Profiting from Chemotherapy
As the rate and incidence of all kinds of cancer grow in the United States, chemotherapy drugs are at once becoming more sophisticated and more expensive. The demand for these drugs is higher than ever; however, as more pharmaceutical companies become financially invested in developing more specialized drugs and more options become available on the market, companies must compete to market their particular drug to hospitals, doctors, and patients. Although the company may receive FDA approval for the safety of their drug, fully testing them takes hundreds of patients and years or even decades to thoroughly comprehend the long-term viability of each compound. Survival rates for patients between two competing drugs may differ by months or years, even though initial success appears identical.

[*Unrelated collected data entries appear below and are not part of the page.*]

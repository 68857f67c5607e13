// src/reader/data.rs

use crate::config::Config;
use crate::fetch::Params;

use super::{push_opt, Reader};

/// Statistical data for one table (`getSimpleStatsData`).
#[derive(Debug, Clone)]
pub struct StatsDataReader {
    config: Config,
    stats_data_id: String,
    limit: Option<u32>,
    start_position: Option<u32>,
    meta_get: bool,
    cnt_get: bool,
}

impl StatsDataReader {
    pub fn new(config: Config, stats_data_id: impl Into<String>) -> Self {
        Self {
            config,
            stats_data_id: stats_data_id.into(),
            limit: None,
            start_position: None,
            meta_get: true,
            cnt_get: false,
        }
    }

    pub fn limit(mut self, limit: u32) -> Self {
        self.limit = Some(limit);
        self
    }

    pub fn start_position(mut self, pos: u32) -> Self {
        self.start_position = Some(pos);
        self
    }

    /// Include class metadata (labels) alongside codes.
    pub fn meta_get(mut self, on: bool) -> Self {
        self.meta_get = on;
        self
    }

    /// Return only the row count instead of the data.
    pub fn cnt_get(mut self, on: bool) -> Self {
        self.cnt_get = on;
        self
    }
}

fn flag(on: bool) -> &'static str {
    if on {
        "Y"
    } else {
        "N"
    }
}

impl Reader for StatsDataReader {
    const QUERY: &'static str = "getSimpleStatsData";
    const TABLE_TAG: &'static str = "VALUE";

    fn config(&self) -> &Config {
        &self.config
    }

    fn query_params(&self) -> Params {
        let mut params = vec![
            ("statsDataId".to_string(), self.stats_data_id.clone()),
            ("metaGetFlg".to_string(), flag(self.meta_get).to_string()),
            ("cntGetFlg".to_string(), flag(self.cnt_get).to_string()),
        ];
        push_opt(&mut params, "limit", self.limit);
        push_opt(&mut params, "startPosition", self.start_position);
        params
    }
}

Drug marketing is a contentious and morally fraught topic. Pharmaceuticals must make money to create and manufacture new drugs, so they must have customers. Doctors and practices, even if they are nonprofits, must create a profit in order to invest in new medical and technological developments and provide cutting edge care to their patients. Unfortunately, these pressures sometimes allow flashy marketing, kickbacks to doctors from pharmaceuticals, and profit from selling a brand name drug, to come before a patient's medical needs.
Doctors and hospitals can make a substantial profit on chemotherapy drugs if they choose to prescribe unnecessary or particularly expensive brand-name drugs instead of cheaper generic alternatives. Prescribing unnecessary drugs is illegal, but the boundaries between necessary and unnecessary medication can be murky, especially when the research is still forthcoming. Some smaller practices cannot sustain their businesses by selling generic drugs and are therefore forced to either prescribe more expensive alternatives or go under and join larger, corporate practices. Larger hospitals might even unofficially encourage doctors to prescribe more complicated drug regimens, expensive experimental treatments, or certain brand name drugs to increase the hospital's profit.
In the case of Taxotere, there is an alternative drug called Taxol which is only slightly chemically different from Taxotere. It is possible that the marketing techniques by Sanofi-Aventis, the producer of Taxotere, encouraged its preferential use over Taxol without substantial evidence as to its increased effectiveness. In addition, Taxotere is known to cause permanent hair loss in up to 15% of patients who receive the drug, a common side effect that was not listed on the original FDA label despite early evidence in clinical trials and extensive anecdotal support. It is possible that breast cancer patients, in particular, were given an unnecessary drug which caused permanent disfigurement for the increased profit of doctors, hospitals, and, in particular, pharmaceutical companies.